Note: To sweeten the smoothie, Masters uses liquid stevia and notes that it is potent, and should be used drop by drop. Other sweeteners she recommends for smoothies are fruit concentrate, dates, maple syrup, or brown rice syrup, as well as more exotic options like coconut nectar, yacon syrup, or lucuma powder, which can be found at some natural-foods markets.
“This stunner bursts with complex flavors that will dance on the tip of your tongue,” writes Masters.
Makes 2 servings
❖ 1½ cups (360 ml.) coconut water or water
❖ 1 cup (43 gr. or 1.5 oz.) firmly packed baby spinach
❖ 2 tsp. finely chopped red onion, plus more to taste
❖ 2 Tbsp. chopped cucumber
❖ ½ cup (14 gr. or ½ oz.) finely chopped cilantro (fresh coriander)

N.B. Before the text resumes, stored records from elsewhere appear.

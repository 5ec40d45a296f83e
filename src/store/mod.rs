//! Primary entity store for items.
//!
//! The store is schema-on-read: it persists whole [`Item`] records keyed by
//! id and evaluates [`ItemFilters`] itself. Two backends are provided:
//! [`InMemoryEntityStore`] for tests and ephemeral runs, and
//! [`FileEntityStore`], a single JSON document on disk.

mod file;
mod memory;

pub use file::{FileEntityStore, ITEMS_FILE};
pub use memory::InMemoryEntityStore;

use crate::item::{Item, ItemFilters, ItemId};
use async_trait::async_trait;
use thiserror::Error;

#[derive(Error, Debug)]
pub enum StoreError {
    #[error("IO error: {0}")]
    Io(#[from] std::io::Error),

    #[error("JSON error: {0}")]
    Json(#[from] serde_json::Error),

    #[error("Unsupported store schema version {found} (max supported {supported})")]
    UnsupportedSchema { found: u32, supported: u32 },
}

#[async_trait]
pub trait EntityStore: Send + Sync {
    /// Insert or overwrite the item with `item.id`.
    async fn put(&self, item: &Item) -> Result<(), StoreError>;

    async fn get(&self, id: &ItemId) -> Result<Option<Item>, StoreError>;

    /// Items matching `filters`, oldest first.
    async fn query(&self, filters: &ItemFilters) -> Result<Vec<Item>, StoreError>;

    async fn count(&self) -> Result<usize, StoreError>;
}

/// Order query results by creation time, then id.
pub(crate) fn sort_items(items: &mut [Item]) {
    items.sort_by(|a, b| a.created_at.cmp(&b.created_at).then_with(|| a.id.cmp(&b.id)));
}

#[cfg(test)]
#[path = "store_tests.rs"]
mod tests;
use super::error::TaskError;
use super::payload::{TaskPayload, TaskTarget};
use super::GCP_TASK_HEADERS;
use async_trait::async_trait;
use http::HeaderMap;
use serde::de::DeserializeOwned;
use serde_json::{Map, Value};
use std::collections::HashMap;
use std::sync::Arc;
use tracing::{debug, info};

const TASK_NAME_HEADER: &str = "X-AppEngine-TaskName";

/// A function that deferred tasks can invoke by name.
#[async_trait]
pub trait TaskHandler: Send + Sync {
    async fn run(&self, kwargs: Map<String, Value>) -> Result<Value, TaskError>;
}

/// Name-to-handler table used by [`exec_task`].
#[derive(Default, Clone)]
pub struct TaskRegistry {
    handlers: HashMap<(String, String), Arc<dyn TaskHandler>>,
}

impl TaskRegistry {
    #[must_use]
    pub fn new() -> Self {
        Self::default()
    }

    /// Register `handler` under `target`, replacing any previous handler.
    pub fn register(&mut self, target: TaskTarget, handler: Arc<dyn TaskHandler>) {
        debug!(target = %target, "Registered task handler");
        self.handlers.insert(
            (target.module.to_string(), target.function.to_string()),
            handler,
        );
    }

    #[must_use]
    pub fn get(&self, module: &str, function: &str) -> Option<Arc<dyn TaskHandler>> {
        self.handlers
            .get(&(module.to_string(), function.to_string()))
            .cloned()
    }

    /// Registered names as `module.function`, sorted.
    #[must_use]
    pub fn names(&self) -> Vec<String> {
        let mut names: Vec<String> = self
            .handlers
            .keys()
            .map(|(module, function)| format!("{module}.{function}"))
            .collect();
        names.sort();
        names
    }
}

/// Check that every queue header is present.
pub fn validate_task_headers(headers: &HeaderMap) -> Result<(), TaskError> {
    match GCP_TASK_HEADERS.iter().find(|h| !headers.contains_key(**h)) {
        Some(missing) => Err(TaskError::InvalidRequest((*missing).to_string())),
        None => Ok(()),
    }
}

/// Run a delivered task.
///
/// The request must carry every queue header and name a registered
/// function. Only keyword arguments are supported.
pub async fn exec_task(
    registry: &TaskRegistry,
    payload: TaskPayload,
    headers: &HeaderMap,
) -> Result<Value, TaskError> {
    validate_task_headers(headers)?;

    let handler = registry
        .get(&payload.module, &payload.function)
        .ok_or_else(|| TaskError::UnknownFunction {
            module: payload.module.clone(),
            function: payload.function.clone(),
        })?;
    if !payload.args.is_empty() {
        return Err(TaskError::invalid_arguments(
            "positional arguments are not supported",
        ));
    }

    let task_name = headers
        .get(TASK_NAME_HEADER)
        .and_then(|v| v.to_str().ok())
        .unwrap_or("unknown")
        .to_string();
    info!(
        task = %task_name,
        module = %payload.module,
        function = %payload.function,
        "Executing task"
    );
    handler.run(payload.kwargs).await
}

/// Reject keyword arguments not in `allowed`.
pub fn check_kwargs(kwargs: &Map<String, Value>, allowed: &[&str]) -> Result<(), TaskError> {
    match kwargs.keys().find(|k| !allowed.contains(&k.as_str())) {
        Some(unexpected) => Err(TaskError::invalid_arguments(format!(
            "unexpected keyword argument '{unexpected}'"
        ))),
        None => Ok(()),
    }
}

/// Decode a required keyword argument.
pub fn required_kwarg<T: DeserializeOwned>(
    kwargs: &Map<String, Value>,
    name: &str,
) -> Result<T, TaskError> {
    let value = kwargs
        .get(name)
        .ok_or_else(|| TaskError::invalid_arguments(format!("missing keyword argument '{name}'")))?;
    serde_json::from_value(value.clone())
        .map_err(|e| TaskError::invalid_arguments(format!("keyword argument '{name}': {e}")))
}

❖ 1 tsp. finely chopped jalapeño pepper, plus more to taste
❖ 2 Tbsp. freshly squeezed lime juice, plus more to taste
❖ ¼ tsp. finely grated lime zest
¼ tsp. natural salt
❖ 3 cups (480 gr. or 16.9 oz.) frozen pineapple
❖ Natural sweetener (optional) Optional boosters:
❖ 1 tsp. cold-pressed extra-virgin olive oil
❖ 1 tsp. wheatgrass powder
❖ ¹⁄ 8 tsp. ground turmeric
Throw all of the ingredients into your blender and blast on high for about 1 minute, until smooth and creamy. Tweak flavors to taste; you may want more onion, jalapeño, lime juice, salt or sweetener, depending on the ripeness of your pineapple.
“This decadent dessert shake tastes just like a melted raspberry cheesecake,” writes Masters. She recommends soaking the nuts for ultimate creaminess.
Makes 2 servings
❖ 1½ cups (360 ml.) coconut water or water
❖ ¾ cup (105 gr. or 3.7 oz.) raw unsalted cashews, soaked (see Note below)
❖ ½ medium sliced banana
❖ 3 Tbsp. freshly squeezed lemon juice, plus more to taste
❖ 1 Tbsp. pure maple syrup, plus more to taste
❖ 1 tsp. natural vanilla extract
❖ Pinch of finely grated lemon zest, plus more to taste
❖ Pinch of natural salt (optional, to bring out flavors)
❖ 1½ cups (240 gr. or 8.5 oz.) frozen raspberries
❖ 1 cup (125 gr. or 4.4 oz.) ice cubes Optional boosters:
❖ 1 Tbsp. coconut oil
❖ 1 Tbsp. pomegranate powder
❖ ½ tsp. finely chopped serrano chili or other hot green pepper
Throw all of the ingredients into your blender and blast on high for about 1 minute, until smooth and creamy. Tweak flavors to taste; you may like a bit more lemon juice, sweetener or zest.
Note: To soak cashews the quick way, cover with boiling water and let stand for 10 minutes. Drain, discard the soaking water and rinse the cashews. To soak the slow way and preserve more nutrients, soak in a solution of 2 parts water to 1 part food, by volume, and add ½ tsp. salt and 1 tsp. lemon juice or apple cider vinegar per quart (or liter) of water; soak 2 to 4 hours and discard the soaking liquid.